Over five decades later, Adidas continues to supply the single most important piece of equipment to the World Cup. Now the German sportswear giant seeks to redefine the soccer ball again. This time, Adidas wants to change its inner workings, and do the same for many other sports balls.

In its U.S. patent application, Adidas describes a replacement for traditional inflated sports balls, which tend to lose pressure over time and with use. Currently, tennis balls require disposal; and soccer balls, basketballs, or volleyballs require reinflation. All this while carrying the risk of leakage and puncture.

Adidas’s design may still feature a surface layer of rubber or leather, to grant water and abrasion resistance as well as resilience for low deformations. The innovation is in the lattice structure below the surface, comprising beams connected at the ends.

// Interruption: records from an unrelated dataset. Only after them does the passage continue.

use serde::Deserialize;
use serde_json::Value;

pub const DEFAULT_TIMEOUT_LOW_MS: u64 = 600;
pub const DEFAULT_TIMEOUT_HIGH_MS: u64 = 10_000;
pub const DEFAULT_WATCHDOG_INTERVAL_MS: u64 = 1_000;
pub const DEFAULT_COLO_RUNNING_GRACE_MS: u64 = 10_000;
pub const DEFAULT_PRE_SWITCHOVER_WAIT_MS: u64 = 300_000;
pub const DEFAULT_MIGRATION_COLO_WAIT_MS: u64 = 10_000;

/// Static orchestrator configuration, loaded once at startup from the daemon's config
/// file and CLI flags. The mutable command arrays (`migration_start` and friends) start
/// from here but are replaced wholesale at runtime by the management socket's
/// `set-migration-start`/`set-migration-switchover`/`set-*-failover` commands -- see
/// [`crate::orchestrator::Orchestrator::set_commands`].
#[derive(Debug, Clone, Deserialize)]
pub struct OrchestratorConfig {
    pub instance_name: String,
    pub node_name: String,
    #[serde(default)]
    pub primary: bool,

    /// Steady-state hypervisor command timeout.
    #[serde(default = "default_timeout_low_ms")]
    pub timeout_low_ms: u64,
    /// Widened timeout held across a stop/resume window (see `colod-hv::run_raise_timeout`).
    #[serde(default = "default_timeout_high_ms")]
    pub timeout_high_ms: u64,
    /// Watchdog tick period; 0 disables the watchdog entirely.
    #[serde(default = "default_watchdog_interval_ms")]
    pub watchdog_interval_ms: u64,
    /// How long `PrimaryColoRunning` waits after the second post-migration `RESUME`
    /// before checking `yellow && !peer_yellow`. A heuristic grace period for
    /// transient yellows to settle; kept configurable per the open question in the
    /// orchestrator's design notes.
    #[serde(default = "default_colo_running_grace_ms")]
    pub colo_running_grace_ms: u64,
    /// Deadline for the `MIGRATION pre-switchover` event during `PrimaryStartMigration`.
    #[serde(default = "default_pre_switchover_wait_ms")]
    pub pre_switchover_wait_ms: u64,
    /// Deadline for the `MIGRATION colo` event once migration has switched over.
    #[serde(default = "default_migration_colo_wait_ms")]
    pub migration_colo_wait_ms: u64,

    /// Commands executed, in order, when entering `PrimaryStartMigration` before the
    /// switchover wait.
    #[serde(default)]
    pub migration_start: Vec<Value>,
    /// Commands executed, in order, once `MIGRATION pre-switchover` is observed.
    #[serde(default)]
    pub migration_switchover: Vec<Value>,
    /// Commands executed, best-effort, when this side becomes primary via failover.
    #[serde(default)]
    pub failover_primary: Vec<Value>,
    /// Commands executed, best-effort, when this side becomes secondary via failover.
    #[serde(default)]
    pub failover_secondary: Vec<Value>,
}

fn default_timeout_low_ms() -> u64 {
    DEFAULT_TIMEOUT_LOW_MS
}

fn default_timeout_high_ms() -> u64 {
    DEFAULT_TIMEOUT_HIGH_MS
}

fn default_watchdog_interval_ms() -> u64 {
    DEFAULT_WATCHDOG_INTERVAL_MS
}

fn default_colo_running_grace_ms() -> u64 {
    DEFAULT_COLO_RUNNING_GRACE_MS
}

fn default_pre_switchover_wait_ms() -> u64 {
    DEFAULT_PRE_SWITCHOVER_WAIT_MS
}

fn default_migration_colo_wait_ms() -> u64 {
    DEFAULT_MIGRATION_COLO_WAIT_MS
}

impl Default for OrchestratorConfig {
    fn default() -> Self {
        Self {
            instance_name: String::new(),
            node_name: String::new(),
            primary: false,
            timeout_low_ms: default_timeout_low_ms(),
            timeout_high_ms: default_timeout_high_ms(),
            watchdog_interval_ms: default_watchdog_interval_ms(),
            colo_running_grace_ms: default_colo_running_grace_ms(),
            pre_switchover_wait_ms: default_pre_switchover_wait_ms(),
            migration_colo_wait_ms: default_migration_colo_wait_ms(),
            migration_start: Vec::new(),
            migration_switchover: Vec::new(),
            failover_primary: Vec::new(),
            failover_secondary: Vec::new(),
        }
    }
}

/// Which mutable command array a `set-*` management command targets.
#[derive(Debug, Clone, Copy, PartialEq, Eq)]
pub enum CommandSlot {
    MigrationStart,
    MigrationSwitchover,
    PrimaryFailover,
    SecondaryFailover,
}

A geometric sphere with an intricate lattice pattern is centered against a plain, light background.

Adidas says the structure is designed to support balanced, high-performance sports balls with consistent bouncing and rebound properties. It builds upon past attempts at airless sports balls with processes like 3D printing and materials like foam.

The application touts the lattice structure’s myriad of design options, which means any particular sports ball’s properties and feel can be tailored to a customer’s requirements. This includes modifying a ball’s weight distribution to engineer its angular momentum of inertia. Evenly distributed lattice cells also mean the ball is perfectly balanced, and the beams that form the lattice can be substituted for tubes to lessen a ball’s weight even further.

If the airless sports ball patent is granted and the lattice approach it describes is adopted, Adidas may take yet another step in the evolution of soccer ball design. For sporting goods at large, the company may also be able to convert and corner a hefty portion of the $3.59-billion inflatable ball market.